Example Processing System for Machine Learning
[0088]
[0089]The processing system 700 includes a central processing unit (CPU) 702, which in some examples may be a multi-core CPU. Instructions executed at the CPU 702 may be loaded, for example, from a program memory associated with the CPU 702 or may be loaded from a memory partition (e.g., a partition of a memory 724).
[0090]The processing system 700 also includes additional processing components tailored to specific functions, such as a graphics processing unit (GPU) 704, a digital signal processor (DSP) 706, a neural processing unit (NPU) 708, a multimedia component 710 (e.g., a multimedia processing unit), and a wireless connectivity component 712.

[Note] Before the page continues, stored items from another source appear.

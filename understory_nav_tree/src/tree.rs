// Copyright 2025 the Understory Authors
// SPDX-License-Identifier: Apache-2.0 OR MIT

//! The [`NavigationTree`] arena and its traversal iterators.

use alloc::vec::Vec;
use core::fmt;
use smallvec::SmallVec;

use crate::types::{Branch, BranchConfig, BranchId};

/// Error returned when a tree edit references a branch that does not exist.
#[derive(Copy, Clone, Debug, PartialEq, Eq)]
pub enum TreeError {
    /// The parent passed to [`NavigationTree::insert_child`] is not in this tree.
    UnknownParent(BranchId),
}

impl fmt::Display for TreeError {
    fn fmt(&self, f: &mut fmt::Formatter<'_>) -> fmt::Result {
        match self {
            Self::UnknownParent(id) => {
                write!(f, "branch {} is not part of this navigation tree", id.0)
            }
        }
    }
}

impl core::error::Error for TreeError {}

/// Hierarchy of branches addressed by [`BranchId`].
///
/// See the [crate docs](crate) for the model. The tree is built once, typically by a
/// container's builder, and treated as read-only afterwards.
#[derive(Clone, Debug)]
pub struct NavigationTree<T> {
    branches: Vec<Branch<T>>,
    roots: SmallVec<[BranchId; 4]>,
}

impl<T> Default for NavigationTree<T> {
    fn default() -> Self {
        Self::new()
    }
}

impl<T> NavigationTree<T> {
    /// Create an empty tree.
    #[must_use]
    pub fn new() -> Self {
        Self {
            branches: Vec::new(),
            roots: SmallVec::new(),
        }
    }

    /// Number of branches.
    #[must_use]
    pub fn len(&self) -> usize {
        self.branches.len()
    }

    /// Returns `true` if the tree has no branches.
    #[must_use]
    pub fn is_empty(&self) -> bool {
        self.branches.is_empty()
    }

    /// Add a top-level branch.
    ///
    /// # Panics
    ///
    /// Panics if the tree already holds `u32::MAX` branches.
    pub fn insert_root(&mut self, view: T, config: BranchConfig) -> BranchId {
        let id = self.push(view, config, None, 0);
        self.roots.push(id);
        id
    }

    /// Add a branch under `parent`.
    ///
    /// # Panics
    ///
    /// Panics if the tree already holds `u32::MAX` branches.
    pub fn insert_child(
        &mut self,
        parent: BranchId,
        view: T,
        config: BranchConfig,
    ) -> Result<BranchId, TreeError> {
        let depth = match self.branches.get(parent.index()) {
            Some(p) => p.depth + 1,
            None => return Err(TreeError::UnknownParent(parent)),
        };
        let id = self.push(view, config, Some(parent), depth);
        self.branches[parent.index()].children.push(id);
        Ok(id)
    }

    fn push(
        &mut self,
        view: T,
        config: BranchConfig,
        parent: Option<BranchId>,
        depth: u32,
    ) -> BranchId {
        assert!(
            self.branches.len() < u32::MAX as usize,
            "Too many branches in navigation tree (max {})",
            u32::MAX
        );
        #[expect(clippy::cast_possible_truncation, reason = "checked above")]
        let idx = self.branches.len() as u32;
        self.branches.push(Branch {
            view,
            config,
            parent,
            children: SmallVec::new(),
            depth,
        });
        BranchId(idx)
    }

    /// Borrow a branch.
    #[must_use]
    pub fn branch(&self, id: BranchId) -> Option<&Branch<T>> {
        self.branches.get(id.index())
    }

    /// Borrow a branch's payload.
    #[must_use]
    pub fn get(&self, id: BranchId) -> Option<&T> {
        self.branch(id).map(Branch::view)
    }

    /// Mutably borrow a branch's payload.
    pub fn get_mut(&mut self, id: BranchId) -> Option<&mut T> {
        self.branches.get_mut(id.index()).map(Branch::view_mut)
    }

    /// Parent of `id`, or `None` for roots and unknown ids.
    #[must_use]
    pub fn parent(&self, id: BranchId) -> Option<BranchId> {
        self.branch(id).and_then(Branch::parent)
    }

    /// Children of `id` in insertion order; empty for unknown ids.
    #[must_use]
    pub fn children(&self, id: BranchId) -> &[BranchId] {
        self.branch(id).map(Branch::children).unwrap_or(&[])
    }

    /// Top-level branches in insertion order.
    #[must_use]
    pub fn roots(&self) -> &[BranchId] {
        &self.roots
    }

    /// Depth of `id` (roots are 0).
    #[must_use]
    pub fn depth(&self, id: BranchId) -> Option<u32> {
        self.branch(id).map(Branch::depth)
    }

    /// Walk from the parent of `id` up to its root.
    #[must_use]
    pub fn ancestors(&self, id: BranchId) -> Ancestors<'_, T> {
        Ancestors {
            tree: self,
            next: self.parent(id),
        }
    }

    /// Returns `true` if `other` is a strict descendant of `branch`.
    #[must_use]
    pub fn contains(&self, branch: BranchId, other: BranchId) -> bool {
        // Depth check first; a descendant is always deeper.
        match (self.depth(branch), self.depth(other)) {
            (Some(a), Some(b)) if b > a => self.ancestors(other).any(|p| p == branch),
            _ => false,
        }
    }

    /// Returns `true` if `ancestor` is `id` itself or one of its ancestors.
    #[must_use]
    pub fn is_ancestor_or_self(&self, ancestor: BranchId, id: BranchId) -> bool {
        (ancestor == id && self.branch(id).is_some()) || self.contains(ancestor, id)
    }

    /// First branch in preorder whose payload satisfies `pred`.
    pub fn find(&self, mut pred: impl FnMut(&T) -> bool) -> Option<BranchId> {
        self.branches().find(|&id| pred(&self.branches[id.index()].view))
    }

    /// Lazily iterate every branch id in depth-first preorder.
    ///
    /// Each call starts a fresh traversal.
    #[must_use]
    pub fn branches(&self) -> Branches<'_, T> {
        let mut stack = SmallVec::new();
        stack.extend(self.roots.iter().rev().copied());
        Branches { tree: self, stack }
    }

    /// Lazily iterate the strict descendants of `id` in depth-first preorder.
    #[must_use]
    pub fn descendants(&self, id: BranchId) -> Branches<'_, T> {
        let mut stack = SmallVec::new();
        stack.extend(self.children(id).iter().rev().copied());
        Branches { tree: self, stack }
    }

    /// Ids paired with payloads in preorder.
    pub fn iter(&self) -> impl Iterator<Item = (BranchId, &T)> + '_ {
        self.branches()
            .map(move |id| (id, &self.branches[id.index()].view))
    }

    /// Flattened payloads in preorder.
    pub fn views(&self) -> impl Iterator<Item = &T> + '_ {
        self.iter().map(|(_, view)| view)
    }

    /// Convert every payload, keeping ids and structure.
    pub fn map<U>(self, mut f: impl FnMut(BranchId, T) -> U) -> NavigationTree<U> {
        let branches = self
            .branches
            .into_iter()
            .enumerate()
            .map(|(idx, b)| {
                #[expect(clippy::cast_possible_truncation, reason = "arena is capped at u32")]
                let id = BranchId(idx as u32);
                Branch {
                    view: f(id, b.view),
                    config: b.config,
                    parent: b.parent,
                    children: b.children,
                    depth: b.depth,
                }
            })
            .collect();
        NavigationTree {
            branches,
            roots: self.roots,
        }
    }
}

/// Iterator over the ancestors of a branch, nearest first.
#[derive(Debug)]
pub struct Ancestors<'a, T> {
    tree: &'a NavigationTree<T>,
    next: Option<BranchId>,
}

impl<T> Iterator for Ancestors<'_, T> {
    type Item = BranchId;

    fn next(&mut self) -> Option<BranchId> {
        let id = self.next?;
        self.next = self.tree.parent(id);
        Some(id)
    }
}

/// Depth-first preorder iterator over branch ids.
#[derive(Debug)]
pub struct Branches<'a, T> {
    tree: &'a NavigationTree<T>,
    stack: SmallVec<[BranchId; 16]>,
}

impl<T> Iterator for Branches<'_, T> {
    type Item = BranchId;

    fn next(&mut self) -> Option<BranchId> {
        let id = self.stack.pop()?;
        self.stack
            .extend(self.tree.children(id).iter().rev().copied());
        Some(id)
    }
}
/// Orchestrates a set of views: builds their tree, initializes them once, and keeps at
/// most one sibling branch open at a time.
///
/// The container is a cheap, cloneable handle. Views receive a weak [`ContainerRef`] so
/// that they can reach their siblings without keeping the container alive.
///
/// ## Exclusivity
///
/// When a view opens (both when the open is requested and when it completes), every
/// other open view is closed unless it is an ancestor of the opening view. Opening a
/// nested view therefore keeps its parents open and closes unrelated branches. An open
/// that was superseded by a later transition of the same view completes silently and
/// closes nothing.
///
/// ```rust
/// use understory_nav_tree::{BranchConfig, NavigationTree};
/// use understory_views::{ContainerConfig, ContainerDelegate, View, ViewId, ViewsContainer};
///
/// struct Screen(&'static str);
///
/// impl View for Screen {
///     fn id(&self) -> ViewId {
///         ViewId::from_static("menu", self.0)
///     }
/// }
///
/// struct Menu;
///
/// impl ContainerDelegate<Screen> for Menu {
///     fn build_navigation_tree(&mut self) -> NavigationTree<Screen> {
///         let mut tree = NavigationTree::new();
///         tree.insert_root(Screen("home"), BranchConfig::SHOW_ON_AWAKE);
///         let settings = tree.insert_root(Screen("settings"), BranchConfig::default());
///         tree.insert_child(settings, Screen("audio"), BranchConfig::default())
///             .unwrap();
///         tree
///     }
/// }
///
/// let container = ViewsContainer::new(Menu, ContainerConfig::default());
/// container.initialize().unwrap();
///
/// let id = |key| ViewId::from_static("menu", key);
/// let home = container.view(&id("home")).unwrap();
/// let settings = container.view(&id("settings")).unwrap();
/// let audio = container.view(&id("audio")).unwrap();
///
/// let _ = home.open();
/// let _ = settings.open();
/// assert!(!home.is_open());
///
/// let _ = audio.open();
/// assert!(settings.is_open() && audio.is_open());
/// assert!(settings.is_suspended());
/// ```
pub struct ViewsContainer<V: View> {
    pub(crate) shared: Rc<Shared<V>>,
}

impl<V: View> Clone for ViewsContainer<V> {
    fn clone(&self) -> Self {
        Self {
            shared: self.shared.clone(),
        }
    }
}

/// Weak reference to a [`ViewsContainer`], handed to views at initialization.
pub struct ContainerRef<V: View> {
    shared: Weak<Shared<V>>,
}

impl<V: View> Clone for ContainerRef<V> {
    fn clone(&self) -> Self {
        Self {
            shared: self.shared.clone(),
        }
    }
}

impl<V: View> ContainerRef<V> {
    /// The container, if it is still alive.
    #[must_use]
    pub fn upgrade(&self) -> Option<ViewsContainer<V>> {
        self.shared.upgrade().map(|shared| ViewsContainer { shared })
    }
}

[0091]An NPU, such as the NPU 708, is generally a specialized circuit configured for implementing the control and arithmetic logic for executing machine learning algorithms, such as algorithms for processing artificial neural networks (ANNs), deep neural networks (DNNs), random forests (RFs), and the like. An NPU may sometimes alternatively be referred to as a neural signal processor (NSP), tensor processing unit (TPU), neural network processor (NNP), intelligence processing unit (IPU), vision processing unit (VPU), or graph processing unit.
[0092]NPUs, such as the NPU 708, are configured to accelerate the performance of common machine learning tasks, such as image classification, machine translation, object detection, and various other predictive models. In some examples, a plurality of NPUs may be instantiated on a single chip, such as a system on a chip (SoC), while in other examples the NPUs may be part of a dedicated neural-network accelerator.

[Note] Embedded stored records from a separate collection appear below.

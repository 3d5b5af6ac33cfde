// Copyright 2025 the Understory Authors
// SPDX-License-Identifier: Apache-2.0 OR MIT

//! Public types for the navigation tree: branch identifiers, configuration, and branches.

use smallvec::SmallVec;

/// Identifier for a branch in a [`NavigationTree`](crate::NavigationTree).
///
/// A small, copyable arena index. Because the tree never removes branches, an id
/// stays valid for the life of the tree that issued it. Ids from a different tree
/// are not detected and simply address whatever lives at that index (or nothing).
#[derive(Copy, Clone, Debug, PartialEq, Eq, PartialOrd, Ord, Hash)]
pub struct BranchId(pub(crate) u32);

impl BranchId {
    /// Position of the branch in insertion order.
    #[must_use]
    pub const fn index(self) -> usize {
        self.0 as usize
    }
}

/// Display configuration attached to a branch.
#[derive(Copy, Clone, Debug, Default, PartialEq, Eq, Hash)]
#[cfg_attr(feature = "serde", derive(serde::Serialize, serde::Deserialize))]
pub struct BranchConfig {
    /// Keep the branch's view active right after container initialization.
    pub show_on_awake: bool,
}

impl BranchConfig {
    /// Configuration with [`BranchConfig::show_on_awake`] set.
    pub const SHOW_ON_AWAKE: Self = Self {
        show_on_awake: true,
    };
}

/// A node of the tree: a payload, its configuration, and structural links.
#[derive(Clone, Debug)]
pub struct Branch<T> {
    pub(crate) view: T,
    pub(crate) config: BranchConfig,
    pub(crate) parent: Option<BranchId>,
    pub(crate) children: SmallVec<[BranchId; 4]>,
    pub(crate) depth: u32,
}

impl<T> Branch<T> {
    /// The payload of this branch.
    pub fn view(&self) -> &T {
        &self.view
    }

    /// Mutable access to the payload.
    pub fn view_mut(&mut self) -> &mut T {
        &mut self.view
    }

    /// Display configuration.
    pub fn config(&self) -> BranchConfig {
        self.config
    }

    /// Parent branch, or `None` for a root.
    pub fn parent(&self) -> Option<BranchId> {
        self.parent
    }

    /// Direct children in insertion order.
    pub fn children(&self) -> &[BranchId] {
        &self.children
    }

    /// Number of ancestors (roots have depth 0).
    pub fn depth(&self) -> u32 {
        self.depth
    }
}
// Copyright 2025 the Understory Authors
// SPDX-License-Identifier: Apache-2.0 OR MIT

//! Angular hit testing.

#[cfg(not(feature = "std"))]
use kurbo::common::FloatFuncs as _;
use kurbo::{Point, Rect};

use crate::mesh::rect_to_unit;
use crate::params::ArcParams;

/// Angle of a unit-space direction, in degrees from "up" in the fill direction (`0..360`).
#[must_use]
pub fn angle_from_up(dir: Point, fill_clockwise: bool) -> f64 {
    // atan2(x, y) is the clockwise angle from +y.
    let clockwise = dir.x.atan2(dir.y).to_degrees();
    let angle = if fill_clockwise { clockwise } else { -clockwise };
    wrap_degrees(angle)
}

/// Returns `true` if `point` (in the coordinate space of `rect`) lands on the arc drawn by
/// `params` inside `rect`.
///
/// The test is radial and angular: the point has to lie inside the unit circle mapped
/// onto `rect`, and its angle has to fall within `[start, start + length]`. Start angles
/// outside `0..360` and arcs that cross "up" are handled by wrapping.
///
/// The inner radius is not considered, so the hole of a ring still hits.
///
/// ```rust
/// use kurbo::{Point, Rect};
/// use understory_arc_mesh::{ArcParams, hit_test};
///
/// let mut params = ArcParams::default();
/// params.set_start_angle(0.0).set_length(90.0);
/// let rect = Rect::new(0.0, 0.0, 100.0, 100.0);
///
/// // Upper right quadrant (y grows downward in `rect`).
/// assert!(hit_test(&params, rect, Point::new(80.0, 20.0)));
/// assert!(!hit_test(&params, rect, Point::new(20.0, 20.0)));
/// ```
#[must_use]
pub fn hit_test(params: &ArcParams, rect: Rect, point: Point) -> bool {
    let Some(unit) = rect_to_unit(point, rect) else {
        return false;
    };
    if unit.to_vec2().hypot2() > 1.0 {
        return false;
    }
    let params = params.clamped();
    if params.is_full_circle() {
        return true;
    }
    let angle = angle_from_up(unit, params.fill_clockwise());
    let offset = wrap_degrees(angle - params.start_angle());
    offset <= params.length()
}

fn wrap_degrees(angle: f64) -> f64 {
    let wrapped = angle % 360.0;
    if wrapped < 0.0 {
        wrapped + 360.0
    } else {
        wrapped
    }
}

[0093]NPUs may be optimized for training or inference, or in some cases configured to balance performance between both. For NPUs that are capable of performing both training and inference, the two tasks may still generally be performed independently.
[0094]NPUs designed to accelerate training are generally configured to accelerate the optimization of new models, which is a highly compute-intensive operation that involves inputting an existing dataset (often labeled or tagged), iterating over the dataset, and then adjusting model parameters, such as weights and biases, in order to improve model performance. Generally, optimizing based on a wrong prediction involves propagating back through the layers of the model and determining gradients to reduce the prediction error.
[0095]NPUs designed to accelerate inference are generally configured to operate on complete models. Such NPUs may thus be configured to input a new piece of data and rapidly process this piece of data through an already trained model to generate a model output (e.g., an inference).
[0096]In some implementations, the NPU 708 is a part of one or more of the CPU 702, the GPU 704, and/or the DSP 706.
[0097]In some examples, the wireless connectivity component 712 may include subcomponents, for example, for third generation (3G) connectivity, fourth generation (4G) connectivity (e.g., Long-Term Evolution (LTE)), fifth generation (5G) connectivity (e.g., New Radio (NR)), Wi-Fi connectivity, Bluetooth connectivity, and other wireless data transmission standards. The wireless connectivity component 712 is further coupled to one or more antennas 714.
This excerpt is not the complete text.